Relatório aponta movimentação de centrifugadoras nucleares iranianas para instalações subterrâneas em meio a escalada de tensões regionais com ataques contra coalizão dos EUA
Um novo relatório indica que o Irã deslocou equipamentos utilizados na fabricação de bombas nucleares para instalações subterrâneas. A medida ocorre enquanto os Estados Unidos completam dez dias de conflito com o regime iraniano. A informação surge em um contexto de crescentes ameaças na região, incluindo ataques com mísseis e drones.
O Pentágono confirmou a identidade de dois militares americanos que faleceram em decorrência de um ataque com mísseis iranianos na semana passada. Sirenes de ataque aéreo soaram na Jordânia durante a noite, evidenciando a continuidade dos disparos de mísseis por parte de Teerã pela região, sem sinais de diminuição do conflito.
Em Washington, o Pentágono anunciou os nomes dos soldados mortos no ataque à uma base aérea americana na Jordânia na sexta-feira. O Secretário de Estado Marco Rubio expressou condolências às famílias, destacando o sacrifício dos militares.
Cerca de cem militares americanos foram feridos desde o início de julho, a maioria sofrendo concussões ou ferimentos leves, conforme divulgado por Rubio. “Nada que as Forças Armadas façam é seguro”, ressaltou Rubio. “Tudo é inerentemente perigoso. E somos apenas gratos por termos americanos tão heroicos uniformizados a serviço do nosso país.”
O Presidente Trump determinou que o Pentágono execute retalições com o objetivo de eliminar um número de membros do regime iraniano várias vezes superior ao de soldados americanos mortos.
Um novo relatório do The Wall Street Journal sugere que a inteligência israelense acredita que o Irã moveu milhares de centrifugadoras nucleares para uma instalação subterrânea em uma montanha.

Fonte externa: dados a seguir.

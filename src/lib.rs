//! # Tessera (Passwordless Authentication Service)
//!
//! `tessera` is a passwordless authentication backend. Users sign in with a
//! one-time email code, then enroll passkeys for subsequent logins.
//!
//! ## Email login codes
//!
//! `POST /v1/auth/login` emails a six-digit code with a short TTL; confirming
//! the code mints an opaque session cookie. Codes are single use and stored
//! server side only.
//!
//! ## Passkeys (`WebAuthn`)
//!
//! Registration and login ceremonies follow the `WebAuthn` model: the server
//! issues a random challenge, the authenticator signs it, and the server
//! verifies origin, relying-party binding, signature, and signature counter.
//! Challenges are single use and expire; counter regressions are rejected as
//! possible cloned credentials.
//!
//! ## Sessions
//!
//! Session tokens are opaque random values; only their SHA-256 hash is stored.
//! Cookies are `HttpOnly` + `SameSite=Lax`, and refresh rotates the token.

pub mod api;
pub mod cli;
pub mod store;
pub mod webauthn;
//! API route handlers.

pub mod auth;
pub mod health;
pub mod passkeys;
pub mod root;
//! Small helpers for auth validation, token generation, and hashing.

use anyhow::{Context, Result};
use base64::Engine;
use base64::engine::general_purpose::URL_SAFE_NO_PAD;
use rand::{Rng, RngCore, rngs::OsRng};
use regex::Regex;
use sha2::{Digest, Sha256};

/// Normalize an email for lookup/uniqueness checks.
pub(crate) fn normalize_email(email: &str) -> String {
    email.trim().to_lowercase()
}

/// Basic email format check on already-normalized input.
pub(crate) fn valid_email(email_normalized: &str) -> bool {
    Regex::new(r"^[^@\s]+@[^@\s]+\.[^@\s]+$").is_ok_and(|regex| regex.is_match(email_normalized))
}

/// Create a new session token for the auth cookie.
/// The raw value is only returned to set the cookie; the database stores a hash.
pub(crate) fn generate_session_token() -> Result<String> {
    let mut bytes = [0u8; 32];
    OsRng
        .try_fill_bytes(&mut bytes)
        .context("failed to generate session token")?;
    Ok(URL_SAFE_NO_PAD.encode(bytes))
}

/// Hash a session token so raw values never touch the database.
/// The hash is used for lookups when the cookie is presented.
pub(crate) fn hash_session_token(token: &str) -> Vec<u8> {
    let mut hasher = Sha256::new();
    hasher.update(token.as_bytes());
    hasher.finalize().to_vec()
}

/// Generate a 6-digit one-time login code.
pub(crate) fn generate_login_code() -> String {
    let code: u32 = OsRng.gen_range(0..1_000_000);
    format!("{code:06}")
}

/// Hash a login code before it touches the KV collaborator. Confirmation
/// compares fixed-width digests, so the comparison cannot leak how much of
/// the submitted code was correct.
pub(crate) fn hash_login_code(code: &str) -> Vec<u8> {
    let mut hasher = Sha256::new();
    hasher.update(code.as_bytes());
    hasher.finalize().to_vec()
}

/// Key under which a pending login code is stored in the KV collaborator.
pub(crate) fn login_code_key(email_normalized: &str) -> String {
    format!("otp:{email_normalized}")
}

pub(crate) fn is_unique_violation(err: &sqlx::Error) -> bool {
    match err {
        sqlx::Error::Database(db_err) => db_err.code().is_some_and(|code| code.as_ref() == "23505"),
        _ => false,
    }
}

#[cfg(test)]
mod tests {
    use super::*;
    use base64::Engine;
    use base64::engine::general_purpose::URL_SAFE_NO_PAD;

    #[test]
    fn normalize_email_trims_and_lowercases() {
        assert_eq!(normalize_email(" Alice@Example.COM "), "alice@example.com");
    }

    #[test]
    fn valid_email_accepts_basic_format() {
        assert!(valid_email("a@example.com"));
        assert!(valid_email("name.surname@example.co"));
    }

    #[test]
    fn valid_email_rejects_missing_parts() {
        assert!(!valid_email("not-an-email"));
        assert!(!valid_email("missing-at.example.com"));
        assert!(!valid_email("missing-domain@"));
    }

    #[test]
    fn generate_session_token_round_trip() {
        let decoded_len = generate_session_token()
            .ok()
            .and_then(|token| URL_SAFE_NO_PAD.decode(token.as_bytes()).ok())
            .map(|bytes| bytes.len());
        assert_eq!(decoded_len, Some(32));
    }

    #[test]
    fn hash_session_token_stable() {
        let first = hash_session_token("token");
        let second = hash_session_token("token");
        let different = hash_session_token("other");
        assert_eq!(first, second);
        assert_ne!(first, different);
    }

    #[test]
    fn login_code_is_six_digits() {
        for _ in 0..32 {
            let code = generate_login_code();
            assert_eq!(code.len(), 6);
            assert!(code.chars().all(|c| c.is_ascii_digit()));
        }
    }

    #[test]
    fn hash_login_code_fixed_width() {
        let short = hash_login_code("1");
        let full = hash_login_code("123456");
        assert_eq!(short.len(), 32);
        assert_eq!(full.len(), 32);
        assert_ne!(short, full);
        assert_eq!(full, hash_login_code("123456"));
    }

    #[test]
    fn login_code_key_shape() {
        assert_eq!(login_code_key("a@x.com"), "otp:a@x.com");
    }
}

Essa localização dificultaria significativamente a capacidade de alvos.
Paralelamente, no Iêmen, aliados iranianos do grupo Houthi intensificaram ameaças, anunciando um bloqueio aos carregamentos de petróleo saudita através do Mar Vermelho. Essa ação representa uma ameaça a outra importante rota global de transporte de petróleo, em um momento em que o Estreito de Ormuz já se encontra sob pressão.
O porta-voz militar Houthi, General de Brigada Yahya Saree, declarou: “As forças armadas iemenitas confirmam sua completa prontidão para todas as opções e para qualquer estupidez apresentada pelo inimigo saudita mais teimoso.”
Em Jerusalém, o Primeiro-Ministro Benjamin Netanyahu convocou seu gabinete de segurança na noite de segunda-feira para se preparar para uma possível reentrada na guerra. Netanyahu planeja visitar Washington após uma reunião esperada entre o Presidente Trump e o Presidente libanês Joseph Aoun.
O presidente, por meio de sua rede social Truth Social, rejeitou a ameaça do prefeito de Nova York, Zohran Mamdani, de prender o primeiro-ministro caso ele visitasse a cidade. Trump escreveu que tal prisão nunca ocorreria “de forma alguma.”
Enquanto a guerra com o Irã ultrapassa seu décimo dia, Rubio insistiu que ainda há espaço para negociações de paz, mesmo com a continuidade dos disparos de mísseis. Ele observou: “Se essa porta se abrir, ficaremos felizes em vê-la aberta. Mas. Certo. E eles continuam enviando sinais de que querem conversar, de que eles, eles querem negociar. Mas é o comportamento deles que estamos respondendo, e o comportamento deles é que eles estão lançando mísseis e drones contra navios.”